One Surreal Scene Convinced Robert Downey Jr. He 'Had To Be' In Kiss Kiss, Bang Bang

If you were packaging a film in 2004, you couldn't have rounded up a colder trio of artists than Shane Black, Val Kilmer, and Robert Downey Jr. Black had been struggling to reinvent himself as a writer after gaining notoriety as one of Hollywood's spec script kings; as a result, he hadn't sold a screenplay since 1996's "The Long Kiss Goodnight" (which New Line purchased for a then-record $4 million). Val Kilmer was the whole damn package: a movie star with method acting chops. There was a moment when he was compared to the revered likes of Marlon Brando and Montgomery Clift. Then came the flops and tales of rotten on-set behavior. Despite terrific performances in James Cox's "Wonderland" and David Mamet's "Spartan," Kilmer's public wasn't showing up.

And then there was Downey Jr. The son of legendary indie filmmaker Robert Downey Sr. had been on the cusp of stardom throughout much of the late 1980s before finally breaking through in Richard Attenborough's "Chaplin." For his portrayal of the groundbreaking silent film comedian, Downey Jr. received his first Academy Award nomination for Best Actor. This should've been the beginning of a very long prime à la Jack Nicholson, but Downey Jr.'s personal demons had other plans. He'd spend most of the '90s and some of the early '00s battling substance abuse issues. He went to jail. He became uninsurable. It wasn't until Mel Gibson personally footed his insurance bond for Keith Gordon's rendition of "The Singing Detective" that he proved employable again.

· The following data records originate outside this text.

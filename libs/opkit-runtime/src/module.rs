use std::collections::{BTreeMap, HashMap};
use std::sync::Arc;

use opkit_policy::Policies;
use opkit_retrieve::{Retrieve, Synthesizer, selection_depth};
use opkit_schema::{DecodeError, DecodeOptions, NodeId, Type, decode, walk};
use serde_json::{Value, json};
use tracing::instrument;
use uuid::Uuid;

use crate::error::{BadInputSource, BuildError, InvocationError};
use crate::function::{
    FunctionArgs, FunctionBody, FunctionDef, FunctionMeta, InvocationInfo, Outcome, error_slots,
};
use crate::middleware::{Middleware, Next, OutputCheck, OutputCheckMode, PolicyCheck};
use crate::provider::{
    Guard, Provider, ResolutionCache, find_cycle, is_reserved_name, resolve_provider, run_guard,
};

/// Module-wide execution options.
#[derive(Clone, Copy, Debug)]
pub struct ModuleOptions {
    /// Maximum entity-to-entity selection depth accepted per request, unless
    /// a function overrides it.
    pub max_selection_depth: usize,
    /// Output check behavior. Strict by default; relax to
    /// [`OutputCheckMode::LogOnly`] for best-effort production serving.
    pub output_check: OutputCheckMode,
}

impl Default for ModuleOptions {
    fn default() -> Self {
        Self {
            max_selection_depth: 3,
            output_check: OutputCheckMode::Strict,
        }
    }
}

/// A set of functions deployed together with shared policies and options.
///
/// Assembled with the builder API, then [`Module::build`] runs the
/// build-time assertions and wraps every function with the default
/// middlewares into a [`ModuleRuntime`]. A module that fails to build never
/// serves a request.
#[derive(Debug, Default)]
pub struct Module {
    name: String,
    functions: Vec<(String, FunctionDef)>,
    policies: Policies,
    options: ModuleOptions,
}

impl Module {
    /// Start an empty module.
    #[must_use]
    pub fn new(name: impl Into<String>) -> Self {
        Self {
            name: name.into(),
            functions: Vec::new(),
            policies: Policies::new(),
            options: ModuleOptions::default(),
        }
    }

    /// Register a function under a name.
    #[must_use]
    pub fn function(mut self, name: impl Into<String>, def: FunctionDef) -> Self {
        self.functions.push((name.into(), def));
        self
    }

    /// Attach the module's access policies.
    #[must_use]
    pub fn policies(mut self, policies: Policies) -> Self {
        self.policies = policies;
        self
    }

    /// Override the execution options.
    #[must_use]
    pub fn options(mut self, options: ModuleOptions) -> Self {
        self.options = options;
        self
    }

    /// Validate the module and wrap its functions for deployment.
    ///
    /// # Errors
    ///
    /// Returns a [`BuildError`] on duplicate function names, duplicate type
    /// names across the function schemas, reserved provider/guard names,
    /// provider dependency cycles, or retrieve capabilities declared on a
    /// non-entity output. All of these are programmer errors; the module
    /// must not start.
    pub fn build(self) -> Result<ModuleRuntime, BuildError> {
        let mut seen_names: HashMap<String, NodeId> = HashMap::new();
        let mut synthesizer = Synthesizer::new();
        let mut functions: BTreeMap<String, Arc<FunctionImplementation>> = BTreeMap::new();

        for (name, def) in self.functions {
            if functions.contains_key(&name) {
                return Err(BuildError::DuplicateFunction { name });
            }

            validate_units(&def)?;
            validate_type_names(&def, &mut seen_names)?;

            let retrieve_type = match &def.capabilities {
                None => None,
                Some(caps) => match synthesizer.retrieve_type(&def.output, caps) {
                    Some(ty) => Some(ty),
                    None => return Err(BuildError::RetrieveUnsupported { function: name }),
                },
            };

            let meta = FunctionMeta {
                name: name.clone(),
                input: def.input.clone(),
                output: def.output.clone(),
                errors: def.errors.clone(),
                capabilities: def.capabilities.clone(),
            };

            // Default middlewares wrap the user's in a fixed order: the
            // policy check runs after them, the output check innermost.
            let mut chain: Vec<Arc<dyn Middleware>> = def.middlewares.clone();
            chain.push(PolicyCheck::new(
                def.output.clone(),
                self.policies.clone(),
                def.capabilities.clone().unwrap_or_default(),
            ));
            chain.push(OutputCheck::new(def.output.clone(), self.options.output_check));

            let implementation = FunctionImplementation {
                meta,
                retrieve_type,
                providers: def.providers,
                guards: def.guards,
                chain,
                body: def.body,
                max_depth: def
                    .max_selection_depth
                    .unwrap_or(self.options.max_selection_depth),
            };
            functions.insert(name, Arc::new(implementation));
        }

        Ok(ModuleRuntime {
            name: self.name,
            functions,
        })
    }
}

fn validate_units(def: &FunctionDef) -> Result<(), BuildError> {
    let mut all_providers: Vec<Arc<Provider>> = def.providers.values().cloned().collect();
    for guard in def.guards.values() {
        if is_reserved_name(guard.name()) {
            return Err(BuildError::ReservedProviderName {
                name: guard.name().to_owned(),
            });
        }
        all_providers.extend(guard.dependencies().iter().cloned());
    }
    // Reserved names apply to the whole reachable graph, not just the
    // directly registered providers.
    let mut stack = all_providers.clone();
    let mut visited = std::collections::HashSet::new();
    while let Some(provider) = stack.pop() {
        if !visited.insert(Arc::as_ptr(&provider) as usize) {
            continue;
        }
        if is_reserved_name(provider.name()) {
            return Err(BuildError::ReservedProviderName {
                name: provider.name().to_owned(),
            });
        }
        stack.extend(provider.dependencies().iter().cloned());
    }
    if let Some(name) = find_cycle(all_providers.into_iter()) {
        return Err(BuildError::ProviderCycle { name });
    }
    Ok(())
}

fn validate_type_names(
    def: &FunctionDef,
    seen: &mut HashMap<String, NodeId>,
) -> Result<(), BuildError> {
    let mut conflict: Option<String> = None;
    let schemas = [&def.input, &def.output]
        .into_iter()
        .chain(def.errors.values());
    for schema in schemas {
        walk(schema, &mut |node: &Type| {
            let Some(name) = node.name() else {
                return;
            };
            let id = node.node_id();
            match seen.get(&name) {
                Some(existing) if *existing != id => {
                    conflict.get_or_insert(name);
                }
                Some(_) => {}
                None => {
                    seen.insert(name, id);
                }
            }
        });
    }
    match conflict {
        Some(name) => Err(BuildError::DuplicateTypeName { name }),
        None => Ok(()),
    }
}

/// A deployed module: the entrypoint transport adapters call per request.
#[derive(Debug)]
pub struct ModuleRuntime {
    name: String,
    functions: BTreeMap<String, Arc<FunctionImplementation>>,
}

impl ModuleRuntime {
    /// The module's name.
    #[inline]
    #[must_use]
    pub fn name(&self) -> &str {
        &self.name
    }

    /// Look up a deployed function.
    #[must_use]
    pub fn function(&self, name: &str) -> Option<&Arc<FunctionImplementation>> {
        self.functions.get(name)
    }

    /// Invoke a function by name with raw (undecoded) input and retrieve.
    ///
    /// # Errors
    ///
    /// [`InvocationError::UnknownFunction`] for unregistered names;
    /// otherwise whatever the function's pipeline escalates.
    pub async fn apply(
        &self,
        function: &str,
        input: &Value,
        retrieve: Option<&Value>,
    ) -> Result<Outcome, InvocationError> {
        let Some(implementation) = self.functions.get(function) else {
            return Err(InvocationError::UnknownFunction {
                name: function.to_owned(),
            });
        };
        implementation.apply(input, retrieve).await
    }
}

/// A function wrapped for deployment: schemas, synthesized retrieve type,
/// providers, guards and the complete middleware chain.
///
/// Stateless across invocations; all per-request state (the provider
/// resolution cache, the effective retrieve) lives on the invocation's own
/// stack.
pub struct FunctionImplementation {
    meta: FunctionMeta,
    retrieve_type: Option<Type>,
    providers: BTreeMap<String, Arc<Provider>>,
    guards: BTreeMap<String, Arc<Guard>>,
    chain: Vec<Arc<dyn Middleware>>,
    body: FunctionBody,
    max_depth: usize,
}

impl FunctionImplementation {
    /// Static metadata (schemas, error slots, capabilities).
    #[inline]
    #[must_use]
    pub fn meta(&self) -> &FunctionMeta {
        &self.meta
    }

    /// The synthesized retrieve type, for transports generating schemas.
    #[inline]
    #[must_use]
    pub fn retrieve_type(&self) -> Option<&Type> {
        self.retrieve_type.as_ref()
    }

    /// Execute one invocation: decode, depth-check, resolve guards and
    /// providers, then run the middleware chain around the body.
    ///
    /// # Errors
    ///
    /// See [`InvocationError`]; conditions the function declares error slots
    /// for come back as [`Outcome::Fail`] instead.
    #[instrument(skip(self, input, retrieve), fields(function = %self.meta.name))]
    pub async fn apply(
        &self,
        input: &Value,
        retrieve: Option<&Value>,
    ) -> Result<Outcome, InvocationError> {
        let input = match decode(&self.meta.input, input, &DecodeOptions::strict()) {
            Ok(value) => value,
            Err(error) => return self.bad_request(BadInputSource::Input, error),
        };

        let retrieve = match (&self.retrieve_type, retrieve) {
            (_, None) => None,
            (None, Some(_)) => {
                return Err(InvocationError::RetrieveNotAccepted {
                    function: self.meta.name.clone(),
                });
            }
            (Some(retrieve_ty), Some(raw)) => {
                match decode(retrieve_ty, raw, &DecodeOptions::strict()) {
                    Err(error) => return self.bad_request(BadInputSource::Retrieve, error),
                    Ok(canonical) => Some(Retrieve::from_value(&canonical).map_err(|e| {
                        InvocationError::Internal {
                            message: format!("decoded retrieve failed conversion: {e}"),
                        }
                    })?),
                }
            }
        };

        // Bound adversarially deep selections before any real work happens:
        // providers, policies and the body never see such a request.
        if let Some(retrieve) = &retrieve {
            let depth = selection_depth(&self.meta.output, retrieve);
            if depth > self.max_depth {
                tracing::debug!(depth, limit = self.max_depth, "selection too deep");
                return Err(InvocationError::SelectionTooDeep {
                    depth,
                    limit: self.max_depth,
                });
            }
        }

        let info = InvocationInfo {
            function: self.meta.name.clone(),
            operation_id: Uuid::new_v4(),
        };

        let mut cache = ResolutionCache::default();
        for guard in self.guards.values() {
            if let Err(failure) = run_guard(guard, &mut cache, &input, retrieve.as_ref(), &info).await
            {
                tracing::debug!(guard = %guard.name(), error = %failure.error, "guard rejected invocation");
                return Ok(Outcome::Fail(failure));
            }
        }
        let mut context = BTreeMap::new();
        for (name, provider) in &self.providers {
            match resolve_provider(provider, &mut cache, &input, retrieve.as_ref(), &info).await {
                Ok(value) => {
                    context.insert(name.clone(), value);
                }
                Err(failure) => {
                    tracing::debug!(provider = %name, error = %failure.error, "provider failed");
                    return Ok(Outcome::Fail(failure));
                }
            }
        }

        let args = FunctionArgs {
            input,
            retrieve,
            context,
            info,
        };
        Next::new(&self.chain, &self.body, &self.meta).run(args).await
    }

    fn bad_request(
        &self,
        part: BadInputSource,
        error: DecodeError,
    ) -> Result<Outcome, InvocationError> {
        if self.meta.declares_error(error_slots::BAD_INPUT) {
            Ok(Outcome::fail(
                error_slots::BAD_INPUT,
                json!({"message": error.to_string(), "from": part.as_str()}),
            ))
        } else {
            Err(InvocationError::BadInput {
                function: self.meta.name.clone(),
                part,
                source: error,
            })
        }
    }
}

impl std::fmt::Debug for FunctionImplementation {
    fn fmt(&self, f: &mut std::fmt::Formatter<'_>) -> std::fmt::Result {
        f.debug_struct("FunctionImplementation")
            .field("name", &self.meta.name)
            .field("max_depth", &self.max_depth)
            .field("middlewares", &self.chain.len())
            .finish_non_exhaustive()
    }
}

While Downey Jr. could work (with certain salary restrictions, given his history of relapses), he wasn't in demand. It wasn't until his girlfriend and soon-to-be-wife Susan Levin, an assistant to producer Joel Silver, giggled at a scene in Black's first completed screenplay in almost ten years that he found his big-screen salvation.

Johnny Knoxville's loss was Robert Downey Jr.'s gain

"Kiss Kiss, Bang Bang" was a rarity in the first half of the 2000s, and not in a good way. It was a banter-heavy pulp yarn about an inept thief who stumbles into a murder investigation after accidentally nailing an audition for a Hollywood movie. Clever as hell, yes, but industry hacks who only knew Elmore Leonard and Donald E. Westlake as writers Quentin Tarantino admired couldn't grasp that Black had delivered a brilliantly preposterous neo-noir riff.

Cut to Susan Levin's giggle. As Downey Jr. related to City Life, when he asked her what was so funny, she said, "Oh, nothing, just this Johnny Knoxville project." Nevertheless, he was intrigued.

"She keeps reading and laughing and she tells me, 'The [hero] just had his severed finger that he had on ice stolen by a dog.' 'What was his finger doing in an ice bowl?' 'His girlfriend cut it off.' 'Why didn't he go to hospital?' 'He did but it got pulled off again by these two bad guys called Mr Frying Pan and Mr Fire.' When I heard that I just had to be in this movie."

The bomb that saved two careers

There is a happy ending to all of this, but it did not come to pass on "Kiss Kiss, Bang Bang." Though the movie is now considered a cult classic (and, like so many of Black's work, a Christmas movie mainstay), it bombed at the box office. Hollywood, however, was paying attention. Black had to wait another eight years to get another major studio credit, but he did so as the director and co-writer of "Iron Man 3." Kilmer never benefited in a major way, but he did get to be in "MacGruber," which is its own divine reward. He is currently living with health complications following a battle with throat cancer, and we wish nothing for the best for our beloved huckleberry.

Downey Jr.? For several generations of comic book movie fans, he was and always shall be Iron Man. He's also been clean and sober since he kicked off his comeback with "Kiss Kiss, Bang Bang." We are so very fortunate to have him.